`block_entropy()` does not match `scipy.stats.entropy()` when k = 1, as expected

ciaranmci commented 1 year ago

N-gram entropy should reduce to Shannon entropy for k = 1
"...take as an argument the base of the state and use that as the base of the logarithm...when k is 1"

Taking the example given in the documentation:

a = [0,0,1,1,1,1,0,0,0]
base_a = len(set(a))
pyinform.block_entropy(a, k = 1)
# 0.9910760598382222
scipy.stats.entropy(a, base = base_a ) 
# 2.0

What have I got wrong?

jakehanson commented 1 year ago

Scipy is interpreting a as a probability distribution whereas Pyinform is interpreting a as a time series. The probability distribution corresponding to a is [5/9, 4/9] so if you feed that into Scipy you will get the same entropy.
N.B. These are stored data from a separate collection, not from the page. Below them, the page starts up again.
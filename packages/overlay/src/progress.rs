//! Per-plot progress of the overlay and GFA stages.
//!
//! Both stages walk the plot list once, so progress is counted in plots.
//! The CLI renders it with `indicatif`; tests and library callers pass
//! [`NullProgress`].

use plot_gfa_zoning_models::Stage;

/// Receives plot counts from a stage that walks every plot.
pub trait ProgressCallback: Send + Sync {
    /// `stage` starts on `plots` plots, each checked against `layers`
    /// regulation layers (zero when the stage reads no layer).
    fn begin(&self, stage: Stage, plots: u64, layers: usize);

    /// `plots` more plots are done.
    fn advance(&self, plots: u64);

    /// The stage is over; `summary` says what it produced.
    fn finish(&self, summary: String);
}

/// What a bar shows while `stage` runs.
#[must_use]
pub fn stage_message(stage: Stage, layers: usize) -> String {
    let action = match stage {
        Stage::Ingest => "Loading plots",
        Stage::Overlay => "Resolving zones",
        Stage::Normalize => "Normalizing regulations",
        Stage::Link => "Linking regulations",
        Stage::Engine => "Estimating allowable GFA",
    };
    match layers {
        0 => action.to_string(),
        1 => format!("{action} in 1 layer"),
        n => format!("{action} in {n} layers"),
    }
}

/// Ignores every update.
pub struct NullProgress;

impl ProgressCallback for NullProgress {
    fn begin(&self, _stage: Stage, _plots: u64, _layers: usize) {}
    fn advance(&self, _plots: u64) {}
    fn finish(&self, _summary: String) {}
}
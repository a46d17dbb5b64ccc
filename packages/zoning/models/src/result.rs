//! Overlay assignments and allowable GFA results.

use std::collections::BTreeMap;

use serde::{Deserialize, Serialize};
use strum_macros::{AsRefStr, Display, EnumString};

use crate::{ConstraintKind, LayerId, PlotId, ZoneId};

/// Outcome of resolving one (plot, layer) pair.
#[derive(Debug, Clone, PartialEq, Serialize, Deserialize)]
#[serde(tag = "type", rename_all = "snake_case")]
pub enum ZoneAssignment {
    /// The zone with the largest qualifying overlap.
    Dominant {
        /// Winning zone.
        zone: ZoneId,
        /// Intersection area in square metres.
        overlap_area: f64,
        /// Intersection area divided by plot area.
        overlap_ratio: f64,
    },
    /// No zone of the layer overlaps the plot.
    NoZone,
    /// The plot geometry could not be repaired for this layer.
    Unresolved {
        /// Why resolution failed.
        reason: String,
    },
}

impl ZoneAssignment {
    /// The dominant zone, if one was found.
    #[must_use]
    pub const fn zone(&self) -> Option<&ZoneId> {
        match self {
            Self::Dominant { zone, .. } => Some(zone),
            Self::NoZone | Self::Unresolved { .. } => None,
        }
    }

    /// Whether the assignment failed on geometry.
    #[must_use]
    pub const fn is_unresolved(&self) -> bool {
        matches!(self, Self::Unresolved { .. })
    }
}

/// Dominant zone per layer for every plot.
#[derive(Debug, Clone, Default, PartialEq, Serialize, Deserialize)]
pub struct PlotOverlayResult {
    assignments: BTreeMap<PlotId, BTreeMap<LayerId, ZoneAssignment>>,
}

impl PlotOverlayResult {
    /// Builds a result from per-plot assignments.
    #[must_use]
    pub const fn new(assignments: BTreeMap<PlotId, BTreeMap<LayerId, ZoneAssignment>>) -> Self {
        Self { assignments }
    }

    /// Assignment for a (plot, layer) pair.
    #[must_use]
    pub fn get(&self, plot: &PlotId, layer: &LayerId) -> Option<&ZoneAssignment> {
        self.assignments.get(plot)?.get(layer)
    }

    /// All layer assignments of a plot, ordered by layer.
    #[must_use]
    pub fn layers_for(&self, plot: &PlotId) -> Option<&BTreeMap<LayerId, ZoneAssignment>> {
        self.assignments.get(plot)
    }

    /// Iterates plots in identifier order.
    pub fn iter(&self) -> impl Iterator<Item = (&PlotId, &BTreeMap<LayerId, ZoneAssignment>)> {
        self.assignments.iter()
    }

    /// Number of plots covered.
    #[must_use]
    pub fn len(&self) -> usize {
        self.assignments.len()
    }

    /// Whether no plot is covered.
    #[must_use]
    pub fn is_empty(&self) -> bool {
        self.assignments.is_empty()
    }

    /// Returns a new result where every plot's assignment for `layer` is
    /// taken from `replacement`. `self` is left untouched; plots missing
    /// from `replacement` lose their assignment for that layer.
    #[must_use]
    pub fn with_layer_replaced(&self, layer: &LayerId, replacement: &Self) -> Self {
        let assignments = self
            .assignments
            .iter()
            .map(|(plot, layers)| {
                let mut layers = layers.clone();
                layers.remove(layer);
                if let Some(assignment) = replacement.get(plot, layer) {
                    layers.insert(layer.clone(), assignment.clone());
                }
                (plot.clone(), layers)
            })
            .collect();

        Self { assignments }
    }
}

/// Outcome classification of an allowable GFA computation.
#[derive(
    Debug,
    Clone,
    Copy,
    PartialEq,
    Eq,
    PartialOrd,
    Ord,
    Hash,
    Serialize,
    Deserialize,
    Display,
    EnumString,
    AsRefStr,
)]
#[serde(rename_all = "snake_case")]
#[strum(serialize_all = "snake_case")]
pub enum GfaStatus {
    /// A value was computed from consistent constraints.
    Ok,
    /// No constraint produced a candidate; the GFA is unset.
    MissingData,
    /// Area- and type-based candidates disagree beyond the tolerance.
    ConflictingConstraints,
}

/// Final allowable GFA of one plot.
#[derive(Debug, Clone, PartialEq, Serialize, Deserialize)]
pub struct AllowableGfaResult {
    /// Plot the result belongs to.
    pub plot: PlotId,
    /// Allowable GFA in square metres; `None` when data is missing.
    pub allowable_gfa: Option<f64>,
    /// Candidate derived from plot ratio / coverage / storeys.
    pub area_candidate: Option<f64>,
    /// Candidate derived from per-storey type allocations.
    pub type_candidate: Option<f64>,
    /// Storeys implied by height-based constraints.
    pub permitted_storeys: Option<u32>,
    /// Constraint kinds that fed a candidate, sorted and deduplicated.
    pub contributing: Vec<ConstraintKind>,
    /// Result classification.
    pub status: GfaStatus,
}

#[cfg(test)]
mod tests {
    use super::*;

    fn dominant(zone: &str) -> ZoneAssignment {
        ZoneAssignment::Dominant {
            zone: zone.into(),
            overlap_area: 10.0,
            overlap_ratio: 1.0,
        }
    }

    #[test]
    fn replacing_a_layer_leaves_the_baseline_untouched() {
        let mut layers = BTreeMap::new();
        layers.insert(LayerId::from("height"), dominant("h1"));
        layers.insert(LayerId::from("central"), dominant("c1"));
        let mut plots = BTreeMap::new();
        plots.insert(PlotId::from("p1"), layers);
        let baseline = PlotOverlayResult::new(plots);

        let mut alt_layers = BTreeMap::new();
        alt_layers.insert(LayerId::from("height"), dominant("h9"));
        let mut alt = BTreeMap::new();
        alt.insert(PlotId::from("p1"), alt_layers);
        let alternate = PlotOverlayResult::new(alt);

        let scenario = baseline.with_layer_replaced(&LayerId::from("height"), &alternate);

        let p1 = PlotId::from("p1");
        assert_eq!(
            scenario.get(&p1, &"height".into()).and_then(ZoneAssignment::zone),
            Some(&ZoneId::from("h9"))
        );
        assert_eq!(
            scenario.get(&p1, &"central".into()).and_then(ZoneAssignment::zone),
            Some(&ZoneId::from("c1"))
        );
        assert_eq!(
            baseline.get(&p1, &"height".into()).and_then(ZoneAssignment::zone),
            Some(&ZoneId::from("h1"))
        );
    }

    #[test]
    fn status_serializes_snake_case() {
        assert_eq!(GfaStatus::MissingData.to_string(), "missing_data");
        assert_eq!(
            GfaStatus::ConflictingConstraints.as_ref(),
            "conflicting_constraints"
        );
    }
}
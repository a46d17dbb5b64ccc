//! Plot-to-regulation linking.
//!
//! Joins each plot's per-layer dominant zone against area records keyed by
//! `(layer, zone)` and its use type against type records keyed by use
//! type. Joins are `BTreeMap` lookups, so bundles come out in the same
//! order with the same contents on every run.

use std::collections::BTreeMap;

use plot_gfa_zoning_models::{
    AreaRegulationRecord, ConstraintKind, IssueKind, LayerId, Plot, PlotConstraintBundle,
    PlotConstraintBundleSet, PlotOverlayResult, QualityReport, Stage, TypeRegulationRecord,
    UseType, ZoneAssignment, ZoneId,
};

/// Regulation records indexed by their join keys.
#[derive(Debug, Clone, Default)]
pub struct RegulationIndex {
    area: BTreeMap<(LayerId, ZoneId), Vec<AreaRegulationRecord>>,
    types: BTreeMap<UseType, Vec<TypeRegulationRecord>>,
}

impl RegulationIndex {
    /// Indexes normalized records.
    #[must_use]
    pub fn new(
        area_records: &[AreaRegulationRecord],
        type_records: &[TypeRegulationRecord],
    ) -> Self {
        let mut area: BTreeMap<(LayerId, ZoneId), Vec<AreaRegulationRecord>> = BTreeMap::new();
        for record in area_records {
            area.entry((record.layer.clone(), record.zone.clone()))
                .or_default()
                .push(record.clone());
        }

        let mut types: BTreeMap<UseType, Vec<TypeRegulationRecord>> = BTreeMap::new();
        for record in type_records {
            types
                .entry(record.use_type.clone())
                .or_default()
                .push(record.clone());
        }

        Self { area, types }
    }

    /// Area records of one zone of one layer.
    #[must_use]
    pub fn area_for(&self, layer: &LayerId, zone: &ZoneId) -> Option<&[AreaRegulationRecord]> {
        self.area
            .get(&(layer.clone(), zone.clone()))
            .map(Vec::as_slice)
    }

    /// Type records of one use type.
    #[must_use]
    pub fn types_for(&self, use_type: &UseType) -> Option<&[TypeRegulationRecord]> {
        self.types.get(use_type).map(Vec::as_slice)
    }

    /// Layers that have at least one area record.
    pub fn layers(&self) -> impl Iterator<Item = &LayerId> {
        let mut seen: Vec<&LayerId> = self.area.keys().map(|(layer, _)| layer).collect();
        seen.dedup();
        seen.into_iter()
    }
}

/// Builds the constraint bundle of every plot.
///
/// Every plot in `plots` gets a bundle, including plots with no constraint
/// at all. Join misses are listed on the bundle's `absent_layers` and
/// recorded in `report`; overlay failures are listed on
/// `unresolved_layers`.
#[must_use]
pub fn link(
    overlay: &PlotOverlayResult,
    plots: &[Plot],
    index: &RegulationIndex,
    report: &mut QualityReport,
) -> PlotConstraintBundleSet {
    let bundles: Vec<PlotConstraintBundle> = plots
        .iter()
        .map(|plot| link_plot(overlay, plot, index, report))
        .collect();
    let joined = bundles.iter().filter(|b| !b.is_empty()).count();
    let set = PlotConstraintBundleSet::from_bundles(bundles);

    log::info!("Linked regulations to {joined} of {} plots", set.len());

    set
}

fn link_plot(
    overlay: &PlotOverlayResult,
    plot: &Plot,
    index: &RegulationIndex,
    report: &mut QualityReport,
) -> PlotConstraintBundle {
    let mut area_records = Vec::new();
    let mut absent_layers = Vec::new();
    let mut unresolved_layers = Vec::new();

    if let Some(layers) = overlay.layers_for(&plot.id) {
        for (layer, assignment) in layers {
            match assignment {
                ZoneAssignment::Dominant { zone, .. } => match index.area_for(layer, zone) {
                    Some(records) => area_records.extend_from_slice(records),
                    None => {
                        absent_layers.push(layer.clone());
                        report.record(
                            plot.id.as_str(),
                            Stage::Link,
                            IssueKind::JoinMiss,
                            format!("zone '{zone}' of layer '{layer}' has no regulation"),
                        );
                    }
                },
                ZoneAssignment::NoZone => {}
                ZoneAssignment::Unresolved { .. } => unresolved_layers.push(layer.clone()),
            }
        }
    }

    if let Some(ratio) = plot.attributes.plot_ratio {
        if ratio.is_finite() && ratio >= 0.0 {
            area_records.push(AreaRegulationRecord {
                layer: LayerId::masterplan(),
                zone: ZoneId::from(plot.id.as_str()),
                kind: ConstraintKind::PlotRatio,
                value: ratio,
            });
        } else {
            report.record(
                plot.id.as_str(),
                Stage::Link,
                IssueKind::DataQuality,
                format!("plot ratio {ratio} ignored"),
            );
        }
    }

    let mut type_records = Vec::new();
    if let Some(use_type) = &plot.attributes.use_type {
        match index.types_for(use_type) {
            Some(records) => type_records.extend_from_slice(records),
            None => report.record(
                plot.id.as_str(),
                Stage::Link,
                IssueKind::JoinMiss,
                format!("use type '{use_type}' has no type regulation"),
            ),
        }
    }

    area_records.sort_by(AreaRegulationRecord::canonical_cmp);
    area_records.dedup();
    type_records.sort_by(TypeRegulationRecord::canonical_cmp);
    type_records.dedup();

    PlotConstraintBundle {
        plot: plot.id.clone(),
        zone_type: plot.attributes.zone_type.clone(),
        use_type: plot.attributes.use_type.clone(),
        site_area: plot.attributes.gross_area,
        area_records,
        type_records,
        absent_layers,
        unresolved_layers,
    }
}

#[cfg(test)]
mod tests {
    use geo::MultiPolygon;
    use plot_gfa_zoning_models::{PlotAttributes, PlotId};

    use super::*;

    fn plot(id: &str, use_type: Option<&str>, plot_ratio: Option<f64>) -> Plot {
        Plot {
            id: id.into(),
            geometry: MultiPolygon::new(vec![]),
            attributes: PlotAttributes {
                zone_type: Some("RESIDENTIAL".to_string()),
                use_type: use_type.map(UseType::from),
                plot_ratio,
                gross_area: 1000.0,
            },
        }
    }

    fn dominant(zone: &str) -> ZoneAssignment {
        ZoneAssignment::Dominant {
            zone: zone.into(),
            overlap_area: 1000.0,
            overlap_ratio: 1.0,
        }
    }

    fn overlay() -> PlotOverlayResult {
        let mut p1 = BTreeMap::new();
        p1.insert(LayerId::from("height"), dominant("h1"));
        p1.insert(LayerId::from("central"), dominant("c-unknown"));
        let mut p2 = BTreeMap::new();
        p2.insert(LayerId::from("height"), ZoneAssignment::NoZone);
        p2.insert(
            LayerId::from("central"),
            ZoneAssignment::Unresolved {
                reason: "zero area".to_string(),
            },
        );
        let mut plots = BTreeMap::new();
        plots.insert(PlotId::from("p1"), p1);
        plots.insert(PlotId::from("p2"), p2);
        PlotOverlayResult::new(plots)
    }

    fn index() -> RegulationIndex {
        let area = vec![
            AreaRegulationRecord {
                layer: "height".into(),
                zone: "h1".into(),
                kind: ConstraintKind::StoreyLimit,
                value: 12.0,
            },
            AreaRegulationRecord {
                layer: "height".into(),
                zone: "h2".into(),
                kind: ConstraintKind::StoreyLimit,
                value: 4.0,
            },
        ];
        let types = vec![TypeRegulationRecord {
            use_type: "Flat".into(),
            storey: 1,
            kind: ConstraintKind::StoreyFloorArea,
            value: 400.0,
            open_ended: true,
        }];
        RegulationIndex::new(&area, &types)
    }

    #[test]
    fn joins_zones_use_types_and_plot_ratio() {
        let plots = vec![plot("p1", Some("Flat"), Some(2.8))];
        let mut report = QualityReport::new();
        let set = link(&overlay(), &plots, &index(), &mut report);

        let bundle = set.get(&"p1".into()).unwrap();
        assert_eq!(bundle.area_records.len(), 2);
        assert_eq!(bundle.area_records[0].layer.as_str(), "height");
        assert_eq!(bundle.area_records[1].layer, LayerId::masterplan());
        assert_eq!(bundle.type_records.len(), 1);
        assert_eq!(bundle.absent_layers, vec![LayerId::from("central")]);
        assert!(bundle.unresolved_layers.is_empty());
        assert_eq!(report.count(IssueKind::JoinMiss), 1);
    }

    #[test]
    fn unresolved_and_empty_plots_get_bundles() {
        let plots = vec![plot("p2", Some("Shophouse"), None)];
        let mut report = QualityReport::new();
        let set = link(&overlay(), &plots, &index(), &mut report);

        let bundle = set.get(&"p2".into()).unwrap();
        assert!(bundle.is_empty());
        assert_eq!(bundle.unresolved_layers, vec![LayerId::from("central")]);
        assert!(bundle.absent_layers.is_empty());
        assert_eq!(report.count(IssueKind::JoinMiss), 1);
    }

    #[test]
    fn linking_is_idempotent() {
        let plots = vec![
            plot("p2", None, Some(1.4)),
            plot("p1", Some("Flat"), Some(2.8)),
        ];
        let first = link(&overlay(), &plots, &index(), &mut QualityReport::new());
        let second = link(&overlay(), &plots, &index(), &mut QualityReport::new());
        assert_eq!(first, second);
        let order: Vec<&str> = first.iter().map(|b| b.plot.as_str()).collect();
        assert_eq!(order, vec!["p1", "p2"]);
    }
}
To convert a time series into a probability distribution using Pyinform you use the Dist class, which is a histogram of your time series observations. Then, you use the dump method to convert your histogram into a probability distribution.

from pyinform.dist import Dist

a = [0,0,1,1,1,1,0,0,0]  # time series 
base_a = len(set(a))

a_dist = dist(base_a) # initialize dist over support of size 2

## Count observations in each bin
for obs in a:
    a_dist.tick(obs)

## View probability distribution
a_dist.dump()
# [0.55556, 0.44444] 

pyinform.block_entropy(a, k = 1)
# 0.9910760598382222
scipy.stats.entropy(a_dist.dump(), base = base_a ) 
# 0.9910760598382222

Pyinform is intentionally built around time series observations because it is designed for ease of use with empirical data, but behind the scenes time series are almost always converted to distributions using the Dist class.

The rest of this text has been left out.